SOURCE INFORMATION:
--- START ---

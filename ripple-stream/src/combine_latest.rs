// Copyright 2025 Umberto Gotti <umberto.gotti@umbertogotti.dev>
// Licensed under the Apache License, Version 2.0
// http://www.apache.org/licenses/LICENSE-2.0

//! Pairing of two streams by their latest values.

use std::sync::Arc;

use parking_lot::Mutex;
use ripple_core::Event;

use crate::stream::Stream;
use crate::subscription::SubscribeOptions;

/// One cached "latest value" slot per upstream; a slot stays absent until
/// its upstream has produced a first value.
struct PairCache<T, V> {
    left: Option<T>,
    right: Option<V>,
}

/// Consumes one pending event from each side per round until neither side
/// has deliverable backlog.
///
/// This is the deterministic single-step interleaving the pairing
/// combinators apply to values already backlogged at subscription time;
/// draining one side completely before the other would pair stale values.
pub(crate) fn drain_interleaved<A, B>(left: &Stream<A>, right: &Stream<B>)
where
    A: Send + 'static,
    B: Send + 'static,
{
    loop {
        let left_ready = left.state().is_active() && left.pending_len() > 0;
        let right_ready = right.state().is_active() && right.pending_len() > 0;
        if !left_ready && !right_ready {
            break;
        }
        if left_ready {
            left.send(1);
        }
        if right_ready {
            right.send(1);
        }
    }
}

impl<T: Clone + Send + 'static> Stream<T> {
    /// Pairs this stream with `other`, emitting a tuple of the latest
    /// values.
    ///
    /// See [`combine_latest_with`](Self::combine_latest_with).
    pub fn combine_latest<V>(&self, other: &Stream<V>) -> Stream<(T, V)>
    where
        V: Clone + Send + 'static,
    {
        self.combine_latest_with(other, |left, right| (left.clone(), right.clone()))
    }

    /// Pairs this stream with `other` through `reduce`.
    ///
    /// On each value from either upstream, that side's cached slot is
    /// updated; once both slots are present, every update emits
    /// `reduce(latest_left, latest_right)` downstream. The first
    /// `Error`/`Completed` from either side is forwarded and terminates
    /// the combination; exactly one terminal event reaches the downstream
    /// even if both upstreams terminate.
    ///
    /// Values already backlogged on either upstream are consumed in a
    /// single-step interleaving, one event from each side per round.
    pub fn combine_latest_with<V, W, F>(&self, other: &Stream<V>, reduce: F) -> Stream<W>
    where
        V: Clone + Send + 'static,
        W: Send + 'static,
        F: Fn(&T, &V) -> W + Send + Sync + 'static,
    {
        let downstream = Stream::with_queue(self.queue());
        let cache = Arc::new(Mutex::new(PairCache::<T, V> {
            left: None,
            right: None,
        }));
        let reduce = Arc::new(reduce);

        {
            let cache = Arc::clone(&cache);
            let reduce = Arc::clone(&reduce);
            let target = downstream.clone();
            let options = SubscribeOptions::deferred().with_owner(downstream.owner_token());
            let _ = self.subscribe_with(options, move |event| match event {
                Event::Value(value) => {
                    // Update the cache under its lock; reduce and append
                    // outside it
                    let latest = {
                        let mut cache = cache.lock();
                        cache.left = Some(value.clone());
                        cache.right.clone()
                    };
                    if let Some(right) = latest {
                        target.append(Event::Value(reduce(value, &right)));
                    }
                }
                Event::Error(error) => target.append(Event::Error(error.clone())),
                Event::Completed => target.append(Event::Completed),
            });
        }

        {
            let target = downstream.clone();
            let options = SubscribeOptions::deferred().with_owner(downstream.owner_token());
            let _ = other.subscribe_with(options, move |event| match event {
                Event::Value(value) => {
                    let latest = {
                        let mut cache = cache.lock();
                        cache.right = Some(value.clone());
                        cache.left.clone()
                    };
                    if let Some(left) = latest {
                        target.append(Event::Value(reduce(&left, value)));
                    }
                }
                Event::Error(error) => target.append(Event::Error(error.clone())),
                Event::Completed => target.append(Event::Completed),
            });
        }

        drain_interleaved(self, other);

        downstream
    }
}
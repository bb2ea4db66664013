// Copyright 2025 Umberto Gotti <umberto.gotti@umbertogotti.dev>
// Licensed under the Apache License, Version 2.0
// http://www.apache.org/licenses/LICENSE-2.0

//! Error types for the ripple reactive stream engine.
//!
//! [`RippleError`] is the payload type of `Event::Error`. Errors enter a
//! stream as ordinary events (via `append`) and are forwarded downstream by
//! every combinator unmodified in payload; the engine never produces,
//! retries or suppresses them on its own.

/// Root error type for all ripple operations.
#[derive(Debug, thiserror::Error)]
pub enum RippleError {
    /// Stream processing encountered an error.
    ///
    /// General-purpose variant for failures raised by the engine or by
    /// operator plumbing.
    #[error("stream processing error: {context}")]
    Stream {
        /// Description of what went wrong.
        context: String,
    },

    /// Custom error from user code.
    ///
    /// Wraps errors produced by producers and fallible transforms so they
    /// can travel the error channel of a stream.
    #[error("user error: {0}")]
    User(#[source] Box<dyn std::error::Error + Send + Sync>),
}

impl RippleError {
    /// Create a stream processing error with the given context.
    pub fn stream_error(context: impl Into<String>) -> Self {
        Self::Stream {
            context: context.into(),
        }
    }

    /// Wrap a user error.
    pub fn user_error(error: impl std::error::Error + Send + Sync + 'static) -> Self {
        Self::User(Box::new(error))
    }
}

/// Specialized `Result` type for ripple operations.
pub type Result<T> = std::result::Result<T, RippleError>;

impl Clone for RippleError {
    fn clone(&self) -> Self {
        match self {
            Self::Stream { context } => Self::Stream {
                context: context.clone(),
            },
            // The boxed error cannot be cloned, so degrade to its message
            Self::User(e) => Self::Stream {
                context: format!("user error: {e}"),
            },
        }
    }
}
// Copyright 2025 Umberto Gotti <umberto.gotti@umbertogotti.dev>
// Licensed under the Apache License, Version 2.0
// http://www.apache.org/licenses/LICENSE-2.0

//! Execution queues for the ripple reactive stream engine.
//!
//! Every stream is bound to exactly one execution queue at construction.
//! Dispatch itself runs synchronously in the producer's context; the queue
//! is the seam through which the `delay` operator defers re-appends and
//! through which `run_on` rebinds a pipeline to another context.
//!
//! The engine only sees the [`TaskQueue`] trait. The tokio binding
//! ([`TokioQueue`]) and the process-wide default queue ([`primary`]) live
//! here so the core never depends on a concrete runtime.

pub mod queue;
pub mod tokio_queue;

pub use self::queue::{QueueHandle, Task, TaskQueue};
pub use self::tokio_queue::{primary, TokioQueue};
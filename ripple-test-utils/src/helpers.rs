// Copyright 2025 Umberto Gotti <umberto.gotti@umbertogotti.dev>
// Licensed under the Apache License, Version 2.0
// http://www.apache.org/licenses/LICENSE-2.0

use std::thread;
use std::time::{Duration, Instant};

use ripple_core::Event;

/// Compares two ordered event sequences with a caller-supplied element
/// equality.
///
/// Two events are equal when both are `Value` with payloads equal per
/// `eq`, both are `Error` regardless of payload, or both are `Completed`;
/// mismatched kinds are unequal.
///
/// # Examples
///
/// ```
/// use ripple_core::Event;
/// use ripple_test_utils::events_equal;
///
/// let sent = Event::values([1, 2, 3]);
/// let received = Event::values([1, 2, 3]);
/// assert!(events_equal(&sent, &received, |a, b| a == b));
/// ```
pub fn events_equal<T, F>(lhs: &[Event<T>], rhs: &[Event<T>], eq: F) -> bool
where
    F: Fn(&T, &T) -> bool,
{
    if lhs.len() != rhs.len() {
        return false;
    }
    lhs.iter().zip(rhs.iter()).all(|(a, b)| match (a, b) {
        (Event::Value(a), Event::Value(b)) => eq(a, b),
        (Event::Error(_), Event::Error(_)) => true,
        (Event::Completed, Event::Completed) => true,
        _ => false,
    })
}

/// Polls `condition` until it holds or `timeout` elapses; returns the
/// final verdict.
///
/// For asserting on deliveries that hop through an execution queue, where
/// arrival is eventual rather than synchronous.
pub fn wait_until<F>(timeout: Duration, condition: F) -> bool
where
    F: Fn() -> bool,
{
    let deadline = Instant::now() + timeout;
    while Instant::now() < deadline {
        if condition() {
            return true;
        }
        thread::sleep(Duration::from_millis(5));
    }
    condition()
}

--- END ---
--- START ---

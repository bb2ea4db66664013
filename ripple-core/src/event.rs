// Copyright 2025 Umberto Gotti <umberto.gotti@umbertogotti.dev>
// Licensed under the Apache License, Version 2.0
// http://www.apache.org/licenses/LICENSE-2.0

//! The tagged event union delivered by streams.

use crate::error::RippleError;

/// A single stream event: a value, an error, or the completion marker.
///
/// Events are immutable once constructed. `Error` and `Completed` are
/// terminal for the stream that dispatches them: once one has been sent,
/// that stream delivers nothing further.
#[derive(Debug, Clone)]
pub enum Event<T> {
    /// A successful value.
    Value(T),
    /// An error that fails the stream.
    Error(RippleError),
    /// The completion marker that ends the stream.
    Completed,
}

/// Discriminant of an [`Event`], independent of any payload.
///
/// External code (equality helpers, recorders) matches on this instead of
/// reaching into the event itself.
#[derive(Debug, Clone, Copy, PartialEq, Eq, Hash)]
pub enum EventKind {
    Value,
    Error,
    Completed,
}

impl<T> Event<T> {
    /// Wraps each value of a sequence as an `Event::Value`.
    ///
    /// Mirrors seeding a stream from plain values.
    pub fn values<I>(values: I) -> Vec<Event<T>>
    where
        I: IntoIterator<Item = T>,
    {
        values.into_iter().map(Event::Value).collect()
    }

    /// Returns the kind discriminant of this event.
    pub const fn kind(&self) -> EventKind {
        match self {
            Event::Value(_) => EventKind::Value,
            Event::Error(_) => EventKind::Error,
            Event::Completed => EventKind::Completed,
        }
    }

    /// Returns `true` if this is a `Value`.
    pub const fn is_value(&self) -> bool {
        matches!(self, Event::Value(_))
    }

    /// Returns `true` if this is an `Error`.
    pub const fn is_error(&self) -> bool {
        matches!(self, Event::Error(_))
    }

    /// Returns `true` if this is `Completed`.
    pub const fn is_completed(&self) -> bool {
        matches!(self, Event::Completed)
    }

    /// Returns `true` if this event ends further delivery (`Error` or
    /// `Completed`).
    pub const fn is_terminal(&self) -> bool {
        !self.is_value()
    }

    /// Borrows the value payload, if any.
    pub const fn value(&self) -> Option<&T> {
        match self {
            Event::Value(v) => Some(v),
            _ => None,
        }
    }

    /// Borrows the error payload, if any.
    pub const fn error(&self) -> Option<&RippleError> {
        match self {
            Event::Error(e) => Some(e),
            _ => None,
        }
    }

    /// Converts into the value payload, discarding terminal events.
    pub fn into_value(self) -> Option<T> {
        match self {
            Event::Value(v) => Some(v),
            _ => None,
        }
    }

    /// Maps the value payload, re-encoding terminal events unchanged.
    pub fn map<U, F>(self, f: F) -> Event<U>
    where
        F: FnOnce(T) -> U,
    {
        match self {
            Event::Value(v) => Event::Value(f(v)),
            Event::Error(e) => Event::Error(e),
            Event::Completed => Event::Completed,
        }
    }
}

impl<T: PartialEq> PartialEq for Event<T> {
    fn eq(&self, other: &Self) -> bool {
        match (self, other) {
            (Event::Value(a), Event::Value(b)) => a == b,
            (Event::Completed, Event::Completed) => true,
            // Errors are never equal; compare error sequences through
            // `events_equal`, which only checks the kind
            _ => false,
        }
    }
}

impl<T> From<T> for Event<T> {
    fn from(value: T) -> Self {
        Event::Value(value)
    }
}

--- END ---

INSTRUCTIONS FOR THE TASK:
Retype, exactly and in full, the lines above from the one containing "filename ripple-stream/src/combine_latest.rs" through the one containing "right.send(1);".

ANSWER SECTION:
filename ripple-stream/src/combine_latest.rs
// Copyright 2025 Umberto Gotti <umberto.gotti@umbertogotti.dev>
// Licensed under the Apache License, Version 2.0
// http://www.apache.org/licenses/LICENSE-2.0

//! Pairing of two streams by their latest values.

use std::sync::Arc;

use parking_lot::Mutex;
use ripple_core::Event;

use crate::stream::Stream;
use crate::subscription::SubscribeOptions;

/// One cached "latest value" slot per upstream; a slot stays absent until
/// its upstream has produced a first value.
struct PairCache<T, V> {
    left: Option<T>,
    right: Option<V>,
}

/// Consumes one pending event from each side per round until neither side
/// has deliverable backlog.
///
/// This is the deterministic single-step interleaving the pairing
/// combinators apply to values already backlogged at subscription time;
/// draining one side completely before the other would pair stale values.
pub(crate) fn drain_interleaved<A, B>(left: &Stream<A>, right: &Stream<B>)
where
    A: Send + 'static,
    B: Send + 'static,
{
    loop {
        let left_ready = left.state().is_active() && left.pending_len() > 0;
        let right_ready = right.state().is_active() && right.pending_len() > 0;
        if !left_ready && !right_ready {
            break;
        }
        if left_ready {
            left.send(1);
        }
        if right_ready {
            right.send(1);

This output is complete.